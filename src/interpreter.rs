// ABOUTME: Tree-walking evaluator with tail-call trampolining and module context

use std::cell::RefCell;
use std::collections::hash_map::DefaultHasher;
use std::hash::{Hash, Hasher};
use std::rc::Rc;

use rand::rngs::StdRng;
use rand::{Rng, SeedableRng};

use crate::ast::{Expr, Pos};
use crate::builtins::Registry;
use crate::env::Env;
use crate::error::{ErrorKind, NumFuError};
use crate::modules::{Global, ImportResolver};
use crate::number::Number;
use crate::parser;
use crate::value::{BuiltinRef, Closure, Fragment, ListValue, Param, PrintEffect, Value};

/// Result of evaluating a node in tail position. A Bounce asks the
/// closure-entry loop to iterate instead of recursing on the host stack.
pub enum Step {
    Done(Value),
    Bounce {
        closure: Rc<Closure>,
        args: Vec<Value>,
        env: Env,
    },
}

/// Ambient evaluation context: lexical environment, owning module,
/// current top-level index, tail flag, and host recursion depth.
#[derive(Clone)]
pub struct State {
    pub env: Env,
    pub module: String,
    pub index: Option<usize>,
    pub tail: bool,
    pub depth: usize,
}

impl State {
    fn nested(&self) -> State {
        State {
            env: self.env.clone(),
            module: self.module.clone(),
            index: self.index,
            tail: false,
            depth: self.depth + 1,
        }
    }
}

#[derive(Clone)]
enum OutputSink {
    Stdout,
    Capture(Rc<RefCell<String>>),
}

pub struct Interpreter {
    pub precision: u32,
    pub rec_depth: usize,
    pub iter_depth: Option<u64>,
    pub registry: Registry,
    pub resolver: ImportResolver,
    out: OutputSink,
    rng: StdRng,
    lit_counter: u64,
    next_index: usize,
    ctx_module: String,
    line_pending: bool,
}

======

> [WORK INSTRUCTION] Wherever a line in the data above holds the word "Option", copy that line.

> [ANSWER SPACE]
    pub index: Option<usize>,
    pub iter_depth: Option<u64>,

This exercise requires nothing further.